August 30, 2010 by Axiom Mortgage Posted in Mortgages

While it's definitely satisfying to score an ultra-low mortgage rate, truly savvy homeowners will put the money they're saving back into their mortgages.

With five-year fixed rates currently sitting at 3.69% - and variable rates sitting even lower - the chances of seeing these rates again is slim-to-none. When it comes time to renew, you could be looking at significantly higher rates - remember, the posted average is somewhere around the 7% mark - so the lower your principle balance, the less of a shock that rate increase is going to be.

Let's look at an example. Say you took out a five-year fixed mortgage for $225,000 at 3.69%. If you pay biweekly payments on a 25-year amortization pay schedule, these are what the numbers will look like:

Payments: $528.51 biweekly

Balance at the end of 5-year term: $194,799.66

Interest paid: $7,251.64

Monthly payment upon renewal (at 7% interest): $628.72

Years until mortgage is paid off: 20

Alright, so say - instead - you made hay while the sun was still shining, and put as much money into paying down that mortgage while interest rates were low, and you were able to tackle as much principle as possible.

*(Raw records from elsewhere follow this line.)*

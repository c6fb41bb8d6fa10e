use serde::{Deserialize, Serialize};
use std::{
    env,
    fs::File,
    path::{Path, PathBuf},
    sync::{Arc, Mutex},
};

use hikari::{
    camera::Camera,
    expect,
    film::{Film, FilmSettings},
    hikari_error, hikari_info,
    lights::Light,
    materials::Material,
    math::{Spectrum, Vec2, Vec3},
    renderer::{self, RenderSettings},
    scene::{Result, Scene, SceneLoadSettings},
    shapes::{CullMode, Plane, Sphere, Triangle, TriangleMesh},
};

/// Launch settings, optionally read from a yaml file given as the first
/// argument.
#[derive(Deserialize, Serialize)]
#[serde(default)]
struct InitialSettings {
    width: u16,
    height: u16,
    render: RenderSettings,
    /// Optional OBJ mesh loaded into the showcase scene.
    obj: Option<SceneLoadSettings>,
    output: PathBuf,
}

impl Default for InitialSettings {
    fn default() -> Self {
        Self {
            width: 640,
            height: 480,
            render: RenderSettings::default(),
            obj: None,
            output: PathBuf::from("render.bmp"),
        }
    }
}

fn setup_logger() -> std::result::Result<(), fern::InitError> {
    fern::Dispatch::new()
        .format(|out, message, record| {
            out.finish(format_args!(
                "{}[{}][{}:{}] {}",
                chrono::Local::now().format("[%Y-%m-%d][%H:%M:%S]"),
                record.level(),
                record.target(),
                record.line().unwrap_or(0),
                message
            ))
        })
        .level(log::LevelFilter::Info)
        .chain(std::io::stdout())
        .chain(std::fs::File::create("hikari.log")?)
        .apply()?;
    Ok(())
}

fn load_settings(path: &Path) -> Result<InitialSettings> {
    Ok(serde_yaml::from_reader(File::open(path)?)?)
}

/// Builds the material showcase: two rows of spheres sweeping roughness for
/// a metal and a dielectric, a gray room, and a fan of triangles with each
/// cull mode.
fn showcase_scene(obj: Option<&SceneLoadSettings>) -> Result<Scene> {
    let mut scene = Scene::new();

    scene.materials = vec![
        // 0: the room
        Material::Lambert {
            diffuse_reflectance: 1.0,
            diffuse_color: Spectrum::new(0.57, 0.57, 0.57),
        },
        // 1-3: rough to polished metal
        Material::CookTorrance {
            albedo: Spectrum::new(0.972, 0.960, 0.915),
            metalness: 1.0,
            roughness: 1.0,
        },
        Material::CookTorrance {
            albedo: Spectrum::new(0.972, 0.960, 0.915),
            metalness: 1.0,
            roughness: 0.6,
        },
        Material::CookTorrance {
            albedo: Spectrum::new(0.972, 0.960, 0.915),
            metalness: 1.0,
            roughness: 0.1,
        },
        // 4-6: rough to polished dielectric
        Material::CookTorrance {
            albedo: Spectrum::new(0.75, 0.75, 0.75),
            metalness: 0.0,
            roughness: 1.0,
        },
        Material::CookTorrance {
            albedo: Spectrum::new(0.75, 0.75, 0.75),
            metalness: 0.0,
            roughness: 0.6,
        },
        Material::CookTorrance {
            albedo: Spectrum::new(0.75, 0.75, 0.75),
            metalness: 0.0,
            roughness: 0.1,
        },
        // 7: the cull-mode fan
        Material::LambertPhong {
            diffuse_reflectance: 0.8,
            diffuse_color: Spectrum::new(0.49, 0.57, 0.57),
            specular_reflectance: 0.5,
            phong_exponent: 50.0,
        },
    ];

    scene.planes = vec![
        Plane::new(Vec3::new(0.0, 0.0, 0.0), Vec3::new(0.0, 1.0, 0.0), 0),
        Plane::new(Vec3::new(0.0, 0.0, 10.0), Vec3::new(0.0, 0.0, -1.0), 0),
        Plane::new(Vec3::new(0.0, 10.0, 0.0), Vec3::new(0.0, -1.0, 0.0), 0),
        Plane::new(Vec3::new(5.0, 0.0, 0.0), Vec3::new(-1.0, 0.0, 0.0), 0),
        Plane::new(Vec3::new(-5.0, 0.0, 0.0), Vec3::new(1.0, 0.0, 0.0), 0),
    ];

    for (row, y) in [(0u8, 1.0f32), (3, 3.0)] {
        for (column, x) in [(1u8, -1.75f32), (2, 0.0), (3, 1.75)] {
            scene
                .spheres
                .push(Sphere::new(Vec3::new(x, y, 0.0), 0.75, row + column));
        }
    }

    for (i, cull_mode) in [CullMode::BackFace, CullMode::FrontFace, CullMode::None]
        .iter()
        .enumerate()
    {
        let triangle = Triangle::new(
            Vec3::new(-0.75, -0.75, 0.0),
            Vec3::new(0.0, 0.75, 0.0),
            Vec3::new(0.75, -0.75, 0.0),
            *cull_mode,
            7,
        );
        let mut mesh = TriangleMesh::from_triangles(&[triangle], *cull_mode, 7);
        mesh.translate(Vec3::new(-1.75 + 1.75 * (i as f32), 4.5, 0.0));
        mesh.update_transforms();
        scene.meshes.push(mesh);
    }

    if let Some(obj) = obj {
        scene.load_obj(obj)?;
    }

    scene.lights = vec![
        Light::point(Vec3::new(0.0, 5.0, 5.0), Spectrum::new(1.0, 0.61, 0.45), 50.0),
        Light::point(
            Vec3::new(-2.5, 5.0, -5.0),
            Spectrum::new(1.0, 0.8, 0.45),
            70.0,
        ),
        Light::point(
            Vec3::new(2.5, 2.5, -5.0),
            Spectrum::new(0.34, 0.47, 0.68),
            50.0,
        ),
        Light::directional(
            Vec3::new(0.577, -0.577, 0.577),
            Spectrum::new(1.0, 1.0, 1.0),
            0.2,
        ),
    ];

    Ok(scene)
}

fn main() {
    if let Err(why) = setup_logger() {
        panic!("{}", why);
    }

    // Let's catch panic messages ourselves and output everywhere
    std::panic::set_hook(Box::new(|info| {
        let loc = if let Some(loc) = info.location() {
            format!("Panic at {}:{}!", loc.file(), loc.line())
        } else {
            String::from("Panic!")
        };
        let msg = format!("{} {}", loc, info);

        hikari_error!("{}", msg);
        eprintln!("{}", msg);
    }));

    let settings = match env::args().nth(1) {
        Some(path) => expect!(
            load_settings(Path::new(&path)),
            "Failed to load launch settings"
        ),
        None => InitialSettings::default(),
    };

    let scene = expect!(showcase_scene(settings.obj.as_ref()), "Scene setup failed");
    let camera = Camera::new(Vec3::new(0.0, 3.0, -9.0), 45.0);

    let film_settings = FilmSettings {
        res: Vec2::new(settings.width, settings.height),
        ..FilmSettings::default()
    };
    let film = Arc::new(Mutex::new(Film::new(film_settings.res)));

    let result = renderer::render(&scene, &camera, &film, film_settings, settings.render);
    hikari_info!(
        "main: {:.2} Mrays/s",
        (result.ray_count as f32) / result.secs * 1e-6
    );

    let film = film.lock().unwrap();
    expect!(film.write_bmp(&settings.output), "Failed to write the render");
    hikari_info!("main: wrote '{}'", settings.output.to_string_lossy());
}
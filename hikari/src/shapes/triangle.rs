use super::{CullMode, HitRecord};
use crate::math::{Ray, Vec3};

// Möller, Trumbore: Fast, Minimum Storage Ray/Triangle Intersection

/// A single triangle with a precomputed geometric normal.
#[derive(Copy, Clone, Debug)]
pub struct Triangle {
    pub v0: Vec3<f32>,
    pub v1: Vec3<f32>,
    pub v2: Vec3<f32>,
    /// Unit normal of the winding `(v1 - v0) x (v2 - v0)`.
    pub normal: Vec3<f32>,
    pub cull_mode: CullMode,
    pub material_index: u8,
}

impl Triangle {
    /// Creates a new `Triangle`, deriving the normal from the winding.
    pub fn new(
        v0: Vec3<f32>,
        v1: Vec3<f32>,
        v2: Vec3<f32>,
        cull_mode: CullMode,
        material_index: u8,
    ) -> Self {
        let normal = (v1 - v0).cross(v2 - v0).normalized();
        Self::with_normal(v0, v1, v2, normal, cull_mode, material_index)
    }

    /// Creates a new `Triangle` with an externally supplied unit normal.
    pub fn with_normal(
        v0: Vec3<f32>,
        v1: Vec3<f32>,
        v2: Vec3<f32>,
        normal: Vec3<f32>,
        cull_mode: CullMode,
        material_index: u8,
    ) -> Self {
        Self {
            v0,
            v1,
            v2,
            normal,
            cull_mode,
            material_index,
        }
    }

    /// Möller-Trumbore against this `Triangle`, honoring `mode`.
    fn hit_t(&self, ray: &Ray<f32>, mode: CullMode) -> Option<f32> {
        let dot_nd = self.normal.dot(ray.d);
        match mode {
            // A ray against the normal sees the front face
            CullMode::FrontFace if dot_nd < 0.0 => return None,
            CullMode::BackFace if dot_nd > 0.0 => return None,
            _ => {}
        }

        let edge1 = self.v1 - self.v0;
        let edge2 = self.v2 - self.v0;

        let p = ray.d.cross(edge2);
        let det = edge1.dot(p);
        // Degenerate triangles and edge-on rays land here
        if det.abs() < f32::EPSILON {
            return None;
        }
        let inv_det = 1.0 / det;

        let to_origin = ray.o - self.v0;
        let u = to_origin.dot(p) * inv_det;
        if !(0.0..=1.0).contains(&u) {
            return None;
        }

        let q = to_origin.cross(edge1);
        let v = ray.d.dot(q) * inv_det;
        if v < 0.0 || u + v > 1.0 {
            return None;
        }

        let t = edge2.dot(q) * inv_det;
        if t < ray.t_min || t > ray.t_max {
            return None;
        }

        Some(t)
    }

    /// Intersects `ray` with this `Triangle` using the declared cull mode.
    pub fn intersect(&self, ray: &Ray<f32>) -> Option<HitRecord> {
        let t = self.hit_t(ray, self.cull_mode)?;
        Some(HitRecord {
            origin: ray.point(t),
            normal: self.normal,
            t,
            material_index: self.material_index,
        })
    }

    /// Checks if `ray` hits this `Triangle` with the cull mode inverted, as
    /// any-hit queries do.
    pub fn intersects(&self, ray: &Ray<f32>) -> bool {
        self.hit_t(ray, self.cull_mode.inverted()).is_some()
    }
}
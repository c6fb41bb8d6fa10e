use approx::{AbsDiffEq, RelativeEq};
use std::ops::{
    Add, AddAssign, Div, DivAssign, Index, IndexMut, Mul, MulAssign, Neg, Sub, SubAssign,
};

use hikari_derive::*;

use super::common::{FloatValueType, ValueType};

/// A two-dimensional vector.
#[impl_vec]
#[derive(
    Copy,
    Clone,
    Debug,
    PartialEq,
    AbsDiffEq,
    RelativeEq,
    Index,
    IndexMut,
    Neg,
    Add,
    Sub,
    MulScalar,
    DivScalar,
    AddAssign,
    SubAssign,
    MulAssignScalar,
    DivAssignScalar,
)]
pub struct Vec2<T>
where
    T: ValueType,
{
    /// The x component of the vector.
    pub x: T,
    /// The y component of the vector.
    pub y: T,
}

/// A three-dimensional vector.
///
/// Also stands in for positions and surface normals since the renderer only
/// ever transforms with rotations, uniform-ish scales and translations.
#[impl_vec]
#[derive(
    Copy,
    Clone,
    Debug,
    PartialEq,
    AbsDiffEq,
    RelativeEq,
    Index,
    IndexMut,
    Neg,
    Add,
    Sub,
    MulScalar,
    DivScalar,
    AddAssign,
    SubAssign,
    MulAssignScalar,
    DivAssignScalar,
)]
pub struct Vec3<T>
where
    T: ValueType,
{
    /// The x component of the vector.
    pub x: T,
    /// The y component of the vector.
    pub y: T,
    /// The z component of the vector.
    pub z: T,
}

impl<T> Vec3<T>
where
    T: ValueType,
{
    /// Finds the value of the minimum component in this `Vec3`.
    #[inline]
    pub fn min_comp(&self) -> T {
        debug_assert!(!self.has_nans());

        self.x.mini(self.y.mini(self.z))
    }

    /// Finds the value of the maximum component in this `Vec3`.
    #[inline]
    pub fn max_comp(&self) -> T {
        debug_assert!(!self.has_nans());

        self.x.maxi(self.y.maxi(self.z))
    }

    /// Finds the index of the maximum component in this `Vec3`.
    #[inline]
    pub fn max_dimension(&self) -> usize {
        debug_assert!(!self.has_nans());

        if self.x > self.y {
            if self.x > self.z {
                0
            } else {
                2
            }
        } else if self.y > self.z {
            1
        } else {
            2
        }
    }
}

impl<T> Vec3<T>
where
    T: FloatValueType,
{
    /// Returns the vector perpendicular to this `Vec3` and another `Vec3`,
    /// following the right-hand rule.
    ///
    /// Evaluated at component precision; the geometry fed through here never
    /// gets close enough to parallel for cancellation to matter.
    #[inline]
    pub fn cross(&self, other: Self) -> Self {
        debug_assert!(!self.has_nans());
        debug_assert!(!other.has_nans());

        Self::new(
            self.y * other.z - self.z * other.y,
            self.z * other.x - self.x * other.z,
            self.x * other.y - self.y * other.x,
        )
    }

    /// Reflects this `Vec3` about `n`, as `v - 2 * (v . n) * n`.
    #[inline]
    pub fn reflected(&self, n: Self) -> Self {
        debug_assert!(!self.has_nans());
        debug_assert!(!n.has_nans());

        // The cast is a bit dirty but any Num with FromPrimitive handles it
        *self - n * (self.dot(n) * T::from_u8(2).unwrap())
    }
}
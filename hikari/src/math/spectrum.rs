use approx::{AbsDiffEq, RelativeEq};
use std::ops::{
    Add, AddAssign, Div, DivAssign, Index, IndexMut, Mul, MulAssign, Sub, SubAssign,
};

use hikari_derive::{
    impl_spectrum, AbsDiffEq, Add, AddAssign, DivAssignScalar, DivScalar, Index, IndexMut, Mul,
    MulAssign, MulAssignScalar, MulScalar, RelativeEq, Sub, SubAssign,
};

use super::common::{FloatValueType, ValueType};

/// An RGB color value.
///
/// Component multiplication is filtering, scalar multiplication is scaling.
#[impl_spectrum]
#[derive(
    Copy,
    Clone,
    Debug,
    PartialEq,
    AbsDiffEq,
    RelativeEq,
    Index,
    IndexMut,
    Add,
    Sub,
    Mul,
    AddAssign,
    SubAssign,
    MulAssign,
    MulScalar,
    DivScalar,
    MulAssignScalar,
    DivAssignScalar,
)]
pub struct Spectrum<T>
where
    T: ValueType,
{
    /// The red component of the color.
    pub r: T,
    /// The green component of the color.
    pub g: T,
    /// The blue component of the color.
    pub b: T,
}

impl<T> Spectrum<T>
where
    T: FloatValueType,
{
    /// Finds the value of the maximum component in this `Spectrum`.
    #[inline]
    pub fn max_comp(&self) -> T {
        debug_assert!(!self.has_nans());

        self.r.maxi(self.g.maxi(self.b))
    }

    /// Maps this `Spectrum` into `[0, 1]` by dividing all components with the
    /// largest one if it exceeds one. Smaller values pass through unchanged.
    #[inline]
    pub fn max_to_one(self) -> Self {
        let max = self.max_comp();
        if max > T::one() {
            self / max
        } else {
            self
        }
    }

    /// Interpolates linearly between `a` at `t == 0` and `b` at `t == 1`.
    #[inline]
    pub fn lerp(a: Self, b: Self, t: T) -> Self {
        a * (T::one() - t) + b * t
    }
}
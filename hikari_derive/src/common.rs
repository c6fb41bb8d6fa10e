use proc_macro2::{Span, TokenStream};
use syn::{
    parse_quote, spanned::Spanned, Data, Field, Fields, GenericParam, Generics, Ident,
};

/// A derive name like `MulAssignScalar` decomposed into the std trait to
/// implement, its method and the flavor flags.
pub struct OpInfo {
    pub trait_ident: Ident,
    pub fn_ident: Ident,
    pub is_scalar: bool,
    pub is_assign: bool,
}

impl OpInfo {
    pub fn parse(full_name: &str) -> Self {
        // `Scalar` is our own suffix marking a broadcast op over `T`
        let (trait_name, is_scalar) = match full_name.strip_suffix("Scalar") {
            Some(name) => (name, true),
            None => (full_name, false),
        };
        let is_assign = trait_name.ends_with("Assign");

        // CamelCase trait to snake_case method, e.g. AddAssign -> add_assign
        let mut fn_name = String::new();
        for c in trait_name.chars() {
            if c.is_uppercase() && !fn_name.is_empty() {
                fn_name.push('_');
            }
            fn_name.extend(c.to_lowercase());
        }

        Self {
            trait_ident: Ident::new(trait_name, Span::call_site()),
            fn_ident: Ident::new(&fn_name, Span::call_site()),
            is_scalar,
            is_assign,
        }
    }
}

/// Returns the single type parameter of the struct.
///
/// The component structs are all of the form `struct Name<T> where T: ...`
/// so anything else is an error worth surfacing at the usage site.
pub fn type_param(generics: &Generics) -> Result<Ident, syn::Error> {
    let mut found = None;
    for param in &generics.params {
        match param {
            GenericParam::Type(t) => {
                if found.is_some() {
                    return Err(syn::Error::new(
                        t.span(),
                        "component structs take a single type parameter",
                    ));
                }
                found = Some(t.ident.clone());
            }
            GenericParam::Lifetime(l) => {
                return Err(syn::Error::new(l.span(), "lifetimes are not supported"));
            }
            GenericParam::Const(c) => {
                return Err(syn::Error::new(c.span(), "const generics are not supported"));
            }
        }
    }
    found.ok_or_else(|| {
        syn::Error::new(Span::call_site(), "expected a generic component type")
    })
}

/// Returns a copy of `generics` with `bound` added to every type parameter.
pub fn with_bound(generics: &Generics, bound: &TokenStream) -> Generics {
    let mut generics = generics.clone();
    for param in &mut generics.params {
        if let GenericParam::Type(type_param) = param {
            type_param.bounds.push(parse_quote!(#bound));
        }
    }
    generics
}

/// Collects the named fields of the struct in declaration order.
pub fn components(data: &Data) -> Vec<(Ident, Field)> {
    match data {
        Data::Struct(data) => match &data.fields {
            Fields::Named(fields) => fields
                .named
                .iter()
                .map(|f| (f.ident.clone().unwrap(), f.clone()))
                .collect(),
            _ => panic!("component structs have named fields"),
        },
        Data::Enum(_) | Data::Union(_) => panic!("component types are structs"),
    }
}
use std::{collections::VecDeque, path::Path};

use crate::{
    hikari_trace,
    math::{Bounds2, Spectrum, Vec2},
};

/// The settings for a [Film].
#[derive(Debug, Copy, Clone)]
pub struct FilmSettings {
    /// The total film resolution.
    pub res: Vec2<u16>,
    /// The tile size to be used.
    pub tile_dim: u16,
    /// Value cleared pixels start out as.
    pub clear_color: Spectrum<f32>,
}

impl Default for FilmSettings {
    fn default() -> Self {
        Self {
            res: Vec2::new(640, 480),
            tile_dim: 16,
            clear_color: Spectrum::zeros(),
        }
    }
}

/// A film tile rendered independently of all the others.
#[derive(Debug, Clone)]
pub struct FilmTile {
    /// The [Film] pixel bounds of this tile.
    pub bb: Bounds2<u16>,
    /// Pixel values of this tile in row-major order.
    pub pixels: Vec<Spectrum<f32>>,
}

impl FilmTile {
    /// Creates a new cleared `FilmTile` with the given bounds.
    pub fn new(bb: Bounds2<u16>, clear_color: Spectrum<f32>) -> Self {
        let Vec2 { x: width, y: height } = bb.diagonal();

        Self {
            bb,
            pixels: vec![clear_color; (width as usize) * (height as usize)],
        }
    }
}

/// The full-frame pixel buffer tiles resolve into.
pub struct Film {
    res: Vec2<u16>,
    pixels: Vec<Spectrum<f32>>,
}

impl Film {
    /// Creates a new cleared `Film` at `res`.
    pub fn new(res: Vec2<u16>) -> Self {
        Self {
            res,
            pixels: vec![Spectrum::zeros(); (res.x as usize) * (res.y as usize)],
        }
    }

    /// Returns the resolution of this `Film`.
    pub fn res(&self) -> Vec2<u16> {
        self.res
    }

    /// Returns the pixels of this `Film` in row-major order.
    pub fn pixels(&self) -> &[Spectrum<f32>] {
        &self.pixels
    }

    /// Resizes this `Film` to match `settings`, clearing all pixels.
    fn resize(&mut self, settings: &FilmSettings) {
        self.res = settings.res;
        self.pixels = vec![
            settings.clear_color;
            (settings.res.x as usize) * (settings.res.y as usize)
        ];
    }

    /// Writes the pixel values of a [FilmTile] into this `Film`.
    pub fn update_tile(&mut self, tile: &FilmTile) {
        let tile_min = tile.bb.p_min;
        let tile_max = tile.bb.p_max;
        assert!(
            tile_max.x <= self.res.x && tile_max.y <= self.res.y,
            "Tile doesn't fit film ({:?} {:?})",
            self.res,
            tile.bb
        );

        let tile_width = (tile_max.x - tile_min.x) as usize;
        for (tile_row, film_row) in ((tile_min.y as usize)..(tile_max.y as usize)).enumerate() {
            let film_row_offset = film_row * (self.res.x as usize);
            let film_slice_start = film_row_offset + (tile_min.x as usize);
            let film_slice_end = film_row_offset + (tile_max.x as usize);

            let tile_slice_start = tile_row * tile_width;
            let tile_slice_end = (tile_row + 1) * tile_width;

            self.pixels[film_slice_start..film_slice_end]
                .copy_from_slice(&tile.pixels[tile_slice_start..tile_slice_end]);
        }
    }

    /// Packs the pixels into `0xAARRGGBB` words with opaque alpha, rounding
    /// each channel to 8 bits.
    pub fn packed_argb(&self) -> Vec<u32> {
        fn channel(v: f32) -> u32 {
            // The cast saturates so overbright values land on 255
            (v * 255.0).round() as u8 as u32
        }

        self.pixels
            .iter()
            .map(|p| {
                0xFF00_0000 | (channel(p.r) << 16) | (channel(p.g) << 8) | channel(p.b)
            })
            .collect()
    }

    /// Writes this `Film` to `path` as a 24bit bitmap.
    pub fn write_bmp(&self, path: &Path) -> Result<(), image::ImageError> {
        let mut bytes = Vec::with_capacity(self.pixels.len() * 3);
        for p in &self.pixels {
            bytes.push((p.r * 255.0).round() as u8);
            bytes.push((p.g * 255.0).round() as u8);
            bytes.push((p.b * 255.0).round() as u8);
        }
        image::save_buffer(
            path,
            &bytes,
            self.res.x as u32,
            self.res.y as u32,
            image::ColorType::Rgb8,
        )
    }
}

/// Resizes `film` to match `settings` and splits it into render tiles in
/// row-major order.
pub fn film_tiles(film: &mut Film, settings: &FilmSettings) -> VecDeque<FilmTile> {
    film.resize(settings);

    let dim = settings.tile_dim;
    let mut tiles = VecDeque::new();
    for j in (0..settings.res.y).step_by(dim as usize) {
        for i in (0..settings.res.x).step_by(dim as usize) {
            // Edge tiles clamp to the film
            let max_x = (i + dim).min(settings.res.x);
            let max_y = (j + dim).min(settings.res.y);

            tiles.push_back(FilmTile::new(
                Bounds2::new(Vec2::new(i, j), Vec2::new(max_x, max_y)),
                settings.clear_color,
            ));
        }
    }
    hikari_trace!("film_tiles: split {:?} into {} tiles", settings.res, tiles.len());

    tiles
}
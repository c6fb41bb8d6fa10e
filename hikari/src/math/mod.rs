pub mod bounds;
pub mod common;
pub mod matrix;
pub mod ray;
pub mod spectrum;
pub mod transforms;
pub mod vector;

pub use bounds::{Aabb, Bounds2};
pub use common::{FloatValueType, ValueType};
pub use matrix::Matrix4x4;
pub use ray::Ray;
pub use spectrum::Spectrum;
pub use vector::{Vec2, Vec3};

One easy way to do this would be to opt for accelerated biweekly payments - so you're paying your your mortgage every two weeks, rather than twice a month. The second would be to either put a little bit extra towards your mortgage each month, or put a lump sum down once a year - say, around bonus time.

Payment: $573.02 (accelerated biweekly) plus an extra $100/month (or $1,200/year)

Balance at the end of 5-year term: $181,876.80

Interest paid: $6,831.82

Monthly payment upon renewal (at 7%): $636.95

Years until mortgage is paid off: 15

If you wanted to keep your payments closer to those that accompanied lower rates, you could always go back to biweekly payments, rather than accelerated biweekly. The bottom line being, it's better to tackle principle now - while it's affordable.